Two of the most disturbing health problems in the modern world are osteoporosis (which can lead to hip fractures and extended, expensive stays in care facilities) and atherosclerosis (a build-up of plaque in the arteries causing high blood pressure and strain on the cardiovascular system). One of the major causes of these diseases is the process of calcium leaving the bone and being deposited in the arteries. Vitamin D3 can help keep calcium in the bone. But you don’t want calcium to build up in your arteries. To prevent this, you need plenty of colorful fruits and vegetables in your diet—their pigments repair the lining of the blood vessels. And you need vitamin K2. It propels calcium into bones and simultaneously inhibits—and in some cases removes—calcium deposition in the arteries.
Vitamin K as a Blood Thinner
You are probably most familiar with the K1 form of vitamin K: phylloquinone. Found mainly in green leafy vegetables, K1 encourages blood clotting. For this reason, people on blood thinners are told to avoid green leafy vegetables.
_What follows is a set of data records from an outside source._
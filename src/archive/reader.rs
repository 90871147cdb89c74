// src/archive/reader.rs

//! Enumerate archive members into [`FileEntry`] / [`DirectoryEntry`] lists
//!
//! Members are reported in the order the archive stores them. For `.conda`
//! packages the nested `*.tar.zst` payloads are streamed straight out of the
//! outer zip through a zstd decoder, so nothing is written to disk.

use super::content::classify_reader;
use super::entry::{DirectoryEntry, FileEntry};
use super::{is_conda_payload, ArchiveError, ArchiveFormat};
use crate::compression::{create_decoder, CompressionFormat};
use std::fs::File;
use std::io::{BufRead, BufReader, Read};
use std::path::Path;
use tar::EntryType;
use tracing::{debug, trace, warn};

/// Everything found in one archive, in archive order
#[derive(Debug, Clone, Default, PartialEq, Eq)]
pub struct ArchiveContents {
    pub files: Vec<FileEntry>,
    pub directories: Vec<DirectoryEntry>,
}

/// Read every member of the archive at `path`
pub fn read_archive(path: &Path, format: ArchiveFormat) -> Result<ArchiveContents, ArchiveError> {
    let archive_name = path.display().to_string();
    debug!("Reading {} archive {}", format, archive_name);

    let file = File::open(path).map_err(|e| ArchiveError::io(&archive_name, e))?;
    let mut contents = ArchiveContents::default();

    match format {
        ArchiveFormat::Zip => read_zip(BufReader::new(file), &archive_name, false, &mut contents)?,
        ArchiveFormat::Conda => read_zip(BufReader::new(file), &archive_name, true, &mut contents)?,
        ArchiveFormat::GzipTar | ArchiveFormat::Bzip2Tar => {
            let decoder = open_tar_stream(file, format, &archive_name)?;
            read_tar(decoder, &archive_name, &mut contents)?;
        }
    }

    debug!(
        "Found {} files and {} directories in {}",
        contents.files.len(),
        contents.directories.len(),
        archive_name
    );
    Ok(contents)
}

fn read_zip<R: Read + std::io::Seek>(
    reader: R,
    archive_name: &str,
    conda: bool,
    contents: &mut ArchiveContents,
) -> Result<(), ArchiveError> {
    let mut archive = zip::ZipArchive::new(reader).map_err(|e| ArchiveError::corrupt(archive_name, e))?;

    for index in 0..archive.len() {
        let mut member = archive
            .by_index(index)
            .map_err(|e| ArchiveError::corrupt(archive_name, e))?;
        let name = member.name().to_string();

        if member.is_dir() {
            contents.directories.push(DirectoryEntry::new(name));
        } else if conda && is_conda_payload(&name) {
            trace!("Streaming nested payload {} from {}", name, archive_name);
            let decoder = create_decoder(&mut member, CompressionFormat::from_extension(&name))
                .map_err(|e| ArchiveError::corrupt(archive_name, e))?;
            read_tar(decoder, archive_name, contents)?;
        } else {
            let size = member.size();
            let content_format =
                classify_reader(&mut member).map_err(|e| ArchiveError::corrupt(archive_name, e))?;
            contents.files.push(FileEntry::new(name, size, content_format));
        }
    }

    Ok(())
}

fn read_tar<R: Read>(reader: R, archive_name: &str, contents: &mut ArchiveContents) -> Result<(), ArchiveError> {
    let mut archive = tar::Archive::new(reader);
    let entries = archive.entries().map_err(|e| ArchiveError::corrupt(archive_name, e))?;

    for entry in entries {
        let mut entry = entry.map_err(|e| ArchiveError::corrupt(archive_name, e))?;
        let entry_type = entry.header().entry_type();
        if is_metadata_header(entry_type) {
            continue;
        }

        let name = tar_member_name(&entry);
        if is_regular_file(entry_type) {
            let size = entry.size();
            let content_format =
                classify_reader(&mut entry).map_err(|e| ArchiveError::corrupt(archive_name, e))?;
            contents.files.push(FileEntry::new(name, size, content_format));
        } else {
            // symlinks, hardlinks, devices and fifos are grouped with directories
            contents.directories.push(DirectoryEntry::new(name));
        }
    }

    Ok(())
}

/// Decompressing reader over the tar stream of a tar-based archive.
///
/// The stream's magic bytes win over the file suffix when they disagree.
pub(crate) fn open_tar_stream(
    file: File,
    format: ArchiveFormat,
    archive_name: &str,
) -> Result<Box<dyn Read>, ArchiveError> {
    let mut reader = BufReader::new(file);
    let expected = format.tar_compression().unwrap_or(CompressionFormat::None);
    let head = reader.fill_buf().map_err(|e| ArchiveError::io(archive_name, e))?;
    let sniffed = CompressionFormat::from_magic_bytes(head);

    let compression = if sniffed != CompressionFormat::None && sniffed != expected {
        warn!("{} is named like a {} archive but holds {} data", archive_name, format, sniffed);
        sniffed
    } else {
        expected
    };
    create_decoder(reader, compression).map_err(|e| ArchiveError::corrupt(archive_name, e))
}

/// Member name as stored, minus any trailing slash
pub(crate) fn tar_member_name<R: Read>(entry: &tar::Entry<'_, R>) -> String {
    String::from_utf8_lossy(&entry.path_bytes())
        .trim_end_matches('/')
        .to_string()
}

pub(crate) fn is_regular_file(entry_type: EntryType) -> bool {
    matches!(
        entry_type,
        EntryType::Regular | EntryType::Continuous | EntryType::GNUSparse
    )
}

/// Extension headers that describe the next member rather than being one
pub(crate) fn is_metadata_header(entry_type: EntryType) -> bool {
    matches!(
        entry_type,
        EntryType::XGlobalHeader | EntryType::XHeader | EntryType::GNULongName | EntryType::GNULongLink
    )
}
// src/main.rs

mod cli;

use anyhow::{Context, Result};
use clap::Parser;
use cli::Cli;
use distcheck::inspect::render_report;
use distcheck::{CheckEngine, Config, Outcome};
use std::process::ExitCode;

/// Exit status for configuration problems; nothing has been opened yet
const CONFIG_ERROR_EXIT: u8 = 2;

fn main() -> ExitCode {
    // Logs go to stderr so stdout only carries the report
    tracing_subscriber::fmt()
        .with_env_filter(
            tracing_subscriber::EnvFilter::try_from_default_env()
                .unwrap_or_else(|_| tracing_subscriber::EnvFilter::new("warn")),
        )
        .with_writer(std::io::stderr)
        .init();

    let cli = Cli::parse();

    let (config, engine) = match configure(&cli) {
        Ok(configured) => configured,
        Err(e) => {
            eprintln!("error: {:#}", e);
            return ExitCode::from(CONFIG_ERROR_EXIT);
        }
    };

    ExitCode::from(check_all(&cli, &config, &engine).exit_code())
}

/// Resolve configuration and build the engine; all config errors surface here
fn configure(cli: &Cli) -> Result<(Config, CheckEngine)> {
    let mut config = Config::default();
    config
        .update_from_toml(&cli.config)
        .with_context(|| format!("loading configuration from '{}'", cli.config.display()))?;
    config.apply(cli.overrides());

    let engine = CheckEngine::new(&config)?;
    Ok((config, engine))
}

fn check_all(cli: &Cli, config: &Config, engine: &CheckEngine) -> Outcome {
    // validated by CheckEngine::new
    let settings = config.check_settings().ok();
    let batch = engine.check_files(&cli.filenames);

    for report in &batch.reports {
        println!("checking '{}'", report.path.display());

        if config.inspect {
            if let (Some(summary), Some(settings)) = (&report.summary, &settings) {
                print!(
                    "{}",
                    render_report(
                        summary,
                        settings.output_file_size_precision,
                        settings.output_file_size_unit
                    )
                );
            }
        }

        match &report.result {
            Ok(messages) => {
                for (i, message) in messages.iter().enumerate() {
                    println!("{}. {}", i + 1, message);
                }
                println!("errors found while checking: {}", messages.len());
            }
            Err(e) => eprintln!("error: {}", e),
        }
    }

    batch.outcome()
}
Vitamin K2, however, is a different form of the vitamin that is known as menaquinone. It is responsible for appropriate calcification and is found in animal fats such as egg yolks, certain cheeses, and butter made from grass-fed animals. You can also find K2 in natto, a traditional Japanese food made from fermented soybean paste. Nattokinase is an enzyme extracted from natto and sold as a supplement.
While vitamin K1 is recycled in the body, making deficiency rare, vitamin K2 is not recycled. Therefore, dietary intake is crucial and K2 deficiency is common, manifesting as osteoporosis, arterial plaque, and dental cavities. In addition to adding some grass-fed dairy products to your diet, it’s safe to take 50–100 mcg of K2 in supplement form (there is no known toxicity for K2).
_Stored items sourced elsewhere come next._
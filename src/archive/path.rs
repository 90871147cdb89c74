// src/archive/path.rs

//! Path sanitization for extracting archive members
//!
//! Member names come from untrusted archives. Before anything is written to
//! a scratch directory the name is normalized so it cannot escape it.

use std::path::{Component, Path, PathBuf};
use thiserror::Error;

/// Reasons a member path cannot be written to disk
#[derive(Error, Debug, Clone, PartialEq, Eq)]
pub enum UnsafePath {
    #[error("path traversal attempt: {0}")]
    Traversal(String),

    #[error("empty path after sanitization: '{0}'")]
    Empty(String),
}

/// Sanitize a member path
///
/// 1. Rejects paths containing `..` components
/// 2. Skips `.` components
/// 3. Strips leading slashes to make the path relative
/// 4. Rejects paths that end up empty
///
/// # Examples
///
/// ```
/// use distcheck::archive::path::sanitize_path;
/// use std::path::PathBuf;
///
/// assert_eq!(sanitize_path("pkg/lib.so").unwrap(), PathBuf::from("pkg/lib.so"));
/// assert_eq!(sanitize_path("/pkg/lib.so").unwrap(), PathBuf::from("pkg/lib.so"));
/// assert!(sanitize_path("../etc/passwd").is_err());
/// ```
pub fn sanitize_path(path: &str) -> Result<PathBuf, UnsafePath> {
    let relative = path.trim_start_matches('/');
    let mut normalized = PathBuf::new();

    for component in Path::new(relative).components() {
        match component {
            Component::Normal(c) => normalized.push(c),
            Component::CurDir => {}
            Component::ParentDir => return Err(UnsafePath::Traversal(path.to_string())),
            Component::Prefix(_) | Component::RootDir => {}
        }
    }

    if normalized.as_os_str().is_empty() {
        return Err(UnsafePath::Empty(path.to_string()));
    }

    Ok(normalized)
}

/// Join an untrusted member path under `root`
pub fn safe_join(root: &Path, path: &str) -> Result<PathBuf, UnsafePath> {
    Ok(root.join(sanitize_path(path)?))
}

#[cfg(test)]
mod tests {
    use super::*;

    #[test]
    fn test_sanitize_normal_paths() {
        assert_eq!(sanitize_path("a/b/c.so").unwrap(), PathBuf::from("a/b/c.so"));
        assert_eq!(sanitize_path("./a/./b").unwrap(), PathBuf::from("a/b"));
        assert_eq!(sanitize_path("///a").unwrap(), PathBuf::from("a"));
    }

    #[test]
    fn test_sanitize_rejects_traversal() {
        assert_eq!(
            sanitize_path("a/../../etc/passwd"),
            Err(UnsafePath::Traversal("a/../../etc/passwd".to_string()))
        );
    }

    #[test]
    fn test_sanitize_rejects_empty() {
        assert!(matches!(sanitize_path("/"), Err(UnsafePath::Empty(_))));
        assert!(matches!(sanitize_path("./"), Err(UnsafePath::Empty(_))));
    }

    #[test]
    fn test_safe_join() {
        let root = Path::new("/tmp/scratch");
        assert_eq!(
            safe_join(root, "/pkg/lib.so").unwrap(),
            PathBuf::from("/tmp/scratch/pkg/lib.so")
        );
        assert!(safe_join(root, "../outside").is_err());
    }
}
Modern ranchers tend to feed their cows corn rather than grass, and cows that eat corn do not produce vitamin K2-rich milk.
“Our bodies do not make enough K2 and we can’t get enough in our diet.”
Vitamin K2 deficiency is common, manifesting as osteoporosis, arterial plaque, and dental cavities.
Vitamin K2: Where Heart and Bone Health Meet
Heart and bone health may seem like two different issues, but they’re intimately connected. Studies following nearly 32,000 people found that undetected heart disease multiplies the odds of bone loss and fractures sixfold, and low bone mass increases risk of stroke and heart attack. How so?
Both depend upon calcium getting to the right place: into bones and away from arteries, where deposits of the mineral can be deadly. Vitamin K2, often in short supply, is essential for calcium to hit its mark. “K2 is like an usher in a theater,” says Dennis Goodman, MD, a board-certified cardiologist, director of integrative medicine at NYU Langone Medical Center, and author of Vitamin K2: The Missing Nutrient for Heart and Bone Health; “It helps calcium bind to the bone mineral matrix, keeping it away from blood vessels.” Vitamin K2 is not well known, and should not be confused with vitamin K1, which is plentiful in leafy greens and plays a role in blood clotting.
“Our bodies do not make enough K2 and we can’t get enough in our diet,” says Goodman. Natto, a popular fermented soy food in the Japanese diet, is the only rich food source, with about 1,100 mcg per 3.5-ounce serving. But with a Western diet, a minimum daily beneficial amount of 45 mcg would require eating 8 pounds of beef or drinking 1.32 gallons of milk.
What to do: Goodman recommends taking up to 180 mcg daily of a special form of K2, called MK-7, “menaquinone-7,” or a patented form, “MenaQ7.” In addition to maintaining healthy bones, he says, “You can be preventing or at least retarding calcification of blood vessels.”